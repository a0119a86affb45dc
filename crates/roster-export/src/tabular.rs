//! Generic tabular export: an ordered attribute/label mapping resolved once,
//! and a batched cursor producing one row of [`Value`]s per entry.

use std::{collections::VecDeque, future::Future, marker::PhantomData};

use chrono::NaiveDate;
use roster_core::date;

use crate::{
  Error, Result,
  resolver::DynamicAttribute,
  value::{Format, Value},
};

/// Rows are fetched from the source in batches of this many entries.
pub const DEFAULT_BATCH_SIZE: usize = 1000;

// ─── Row specification ───────────────────────────────────────────────────────

/// Per-row context handed to accessors.
#[derive(Debug, Clone, Copy)]
pub struct RowContext<'a, C> {
  pub format: Format,
  /// Reference date for anything that depends on being active.
  pub today:  NaiveDate,
  /// Export-wide data shared by all rows.
  pub shared: &'a C,
}

/// A named accessor producing one cell from an entry.
pub type Accessor<E, C> = fn(&E, &RowContext<'_, C>) -> Value;

/// How a kind of entry is turned into rows.
pub trait RowSpec {
  type Entry;
  /// Read-only data the accessors may consult, such as label registries.
  type Shared: Send + Sync;

  /// The accessor for a plain attribute, if the row knows it.
  fn accessor(attr: &str) -> Option<Accessor<Self::Entry, Self::Shared>>;

  /// Dynamic attribute families this row supports, in lookup order.
  fn dynamic_attributes() -> &'static [DynamicAttribute] { &[] }

  /// Resolve a dynamic attribute detected by [`RowSpec::dynamic_attributes`].
  fn resolve_dynamic(
    _entry: &Self::Entry,
    _kind: DynamicAttribute,
    _attr: &str,
    _ctx: &RowContext<'_, Self::Shared>,
  ) -> Option<String> {
    None
  }

  /// A label that replaces the human attribute name (`<attr>_label`).
  fn label(_attr: &str) -> Option<String> { None }

  /// Fallback label: `first_name` becomes `First name`.
  fn human_attribute(attr: &str) -> String {
    let spaced = attr.replace('_', " ");
    let mut chars = spaced.chars();
    match chars.next() {
      Some(first) => first.to_uppercase().chain(chars).collect(),
      None => String::new(),
    }
  }
}

// ─── Columns ─────────────────────────────────────────────────────────────────

/// An attribute requested for export, optionally with its own label.
#[derive(Debug, Clone, PartialEq, Eq)]
pub struct Attribute {
  pub key:   String,
  pub label: Option<String>,
}

impl Attribute {
  pub fn labelled(key: impl Into<String>, label: impl Into<String>) -> Self {
    Self { key: key.into(), label: Some(label.into()) }
  }
}

impl From<&str> for Attribute {
  fn from(key: &str) -> Self { Self { key: key.to_owned(), label: None } }
}

impl From<String> for Attribute {
  fn from(key: String) -> Self { Self { key, label: None } }
}

enum Source<E, C> {
  Field(Accessor<E, C>),
  Dynamic(DynamicAttribute),
}

struct Column<E, C> {
  key:    String,
  label:  String,
  source: Source<E, C>,
}

// ─── Batch sources ───────────────────────────────────────────────────────────

/// A finite, re-readable list of entries fetched page by page.
pub trait BatchSource: Send + Sync {
  type Item: Send;

  /// Entries `offset..offset + limit`. Fewer than `limit` entries means the
  /// end of the source was reached.
  fn fetch_batch(
    &self,
    offset: usize,
    limit: usize,
  ) -> impl Future<Output = Result<Vec<Self::Item>>> + Send + '_;
}

impl<T: Clone + Send + Sync> BatchSource for Vec<T> {
  type Item = T;

  async fn fetch_batch(&self, offset: usize, limit: usize) -> Result<Vec<T>> {
    Ok(self.iter().skip(offset).take(limit).cloned().collect())
  }
}

// ─── Export ──────────────────────────────────────────────────────────────────

/// An export of the entries of `S` described by row spec `R`.
pub struct TabularExport<R: RowSpec, S> {
  shared:     R::Shared,
  source:     S,
  columns:    Vec<Column<R::Entry, R::Shared>>,
  batch_size: usize,
  today:      NaiveDate,
  _row:       PhantomData<fn() -> R>,
}

impl<R, S> TabularExport<R, S>
where
  R: RowSpec,
  S: BatchSource<Item = R::Entry>,
{
  /// Resolve every attribute to a dynamic handler or a row accessor.
  /// Fails on the first attribute that has neither.
  pub fn new(
    shared: R::Shared,
    source: S,
    attributes: impl IntoIterator<Item = Attribute>,
  ) -> Result<Self> {
    let columns = attributes
      .into_iter()
      .map(|attr| {
        let dynamic = DynamicAttribute::detect(R::dynamic_attributes(), &attr.key);
        let source = match dynamic {
          Some(kind) => Source::Dynamic(kind),
          None => R::accessor(&attr.key)
            .map(Source::Field)
            .ok_or_else(|| Error::UnknownAttribute(attr.key.clone()))?,
        };
        let label = attr
          .label
          .or_else(|| R::label(&attr.key))
          .unwrap_or_else(|| R::human_attribute(&attr.key));
        Ok(Column { key: attr.key, label, source })
      })
      .collect::<Result<Vec<_>>>()?;

    tracing::debug!(columns = columns.len(), "prepared tabular export");
    Ok(Self {
      shared,
      source,
      columns,
      batch_size: DEFAULT_BATCH_SIZE,
      today: date::today(),
      _row: PhantomData,
    })
  }

  pub fn with_batch_size(mut self, batch_size: usize) -> Result<Self> {
    if batch_size == 0 {
      return Err(Error::EmptyBatch);
    }
    self.batch_size = batch_size;
    Ok(self)
  }

  /// Evaluate date-dependent attributes against `today` instead of the clock.
  pub fn on(mut self, today: NaiveDate) -> Self {
    self.today = today;
    self
  }

  pub fn attributes(&self) -> Vec<&str> {
    self.columns.iter().map(|c| c.key.as_str()).collect()
  }

  pub fn labels(&self) -> Vec<&str> {
    self.columns.iter().map(|c| c.label.as_str()).collect()
  }

  /// One value per column for `entry`.
  pub fn values(&self, entry: &R::Entry, format: Format) -> Vec<Value> {
    let ctx = RowContext { format, today: self.today, shared: &self.shared };
    self
      .columns
      .iter()
      .map(|column| {
        let value = match &column.source {
          Source::Field(accessor) => accessor(entry, &ctx),
          Source::Dynamic(kind) => {
            Value::from(R::resolve_dynamic(entry, *kind, &column.key, &ctx))
          }
        };
        value.for_format(format)
      })
      .collect()
  }

  /// A fresh cursor over all rows. Every call starts from the beginning of
  /// the source.
  pub fn data_rows(&self, format: Format) -> Rows<'_, R, S> {
    Rows {
      export: self,
      format,
      offset: 0,
      buffer: VecDeque::new(),
      exhausted: false,
    }
  }

  /// Drain [`TabularExport::data_rows`] into memory.
  pub async fn collect_rows(&self, format: Format) -> Result<Vec<Vec<Value>>> {
    let mut rows = self.data_rows(format);
    let mut out = Vec::new();
    while let Some(row) = rows.next().await? {
      out.push(row);
    }
    Ok(out)
  }
}

/// Cursor returned by [`TabularExport::data_rows`]. Holds at most one batch
/// of entries at a time.
pub struct Rows<'a, R: RowSpec, S> {
  export:    &'a TabularExport<R, S>,
  format:    Format,
  offset:    usize,
  buffer:    VecDeque<R::Entry>,
  exhausted: bool,
}

impl<R, S> Rows<'_, R, S>
where
  R: RowSpec,
  S: BatchSource<Item = R::Entry>,
{
  pub async fn next(&mut self) -> Result<Option<Vec<Value>>> {
    if self.buffer.is_empty() && !self.exhausted {
      let limit = self.export.batch_size;
      let batch = self.export.source.fetch_batch(self.offset, limit).await?;
      tracing::trace!(
        offset = self.offset,
        fetched = batch.len(),
        "fetched export batch"
      );
      self.exhausted = batch.len() < limit;
      self.offset += batch.len();
      self.buffer.extend(batch);
    }
    Ok(
      self
        .buffer
        .pop_front()
        .map(|entry| self.export.values(&entry, self.format)),
    )
  }
}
━━━━
### TASK PROMPT
Reading through the records above, report each line in which the string "Send" is found.

### ANSWER AREA
  type Shared: Send + Sync;
pub trait BatchSource: Send + Sync {
  type Item: Send;
  ) -> impl Future<Output = Result<Vec<Self::Item>>> + Send + '_;
impl<T: Clone + Send + Sync> BatchSource for Vec<T> {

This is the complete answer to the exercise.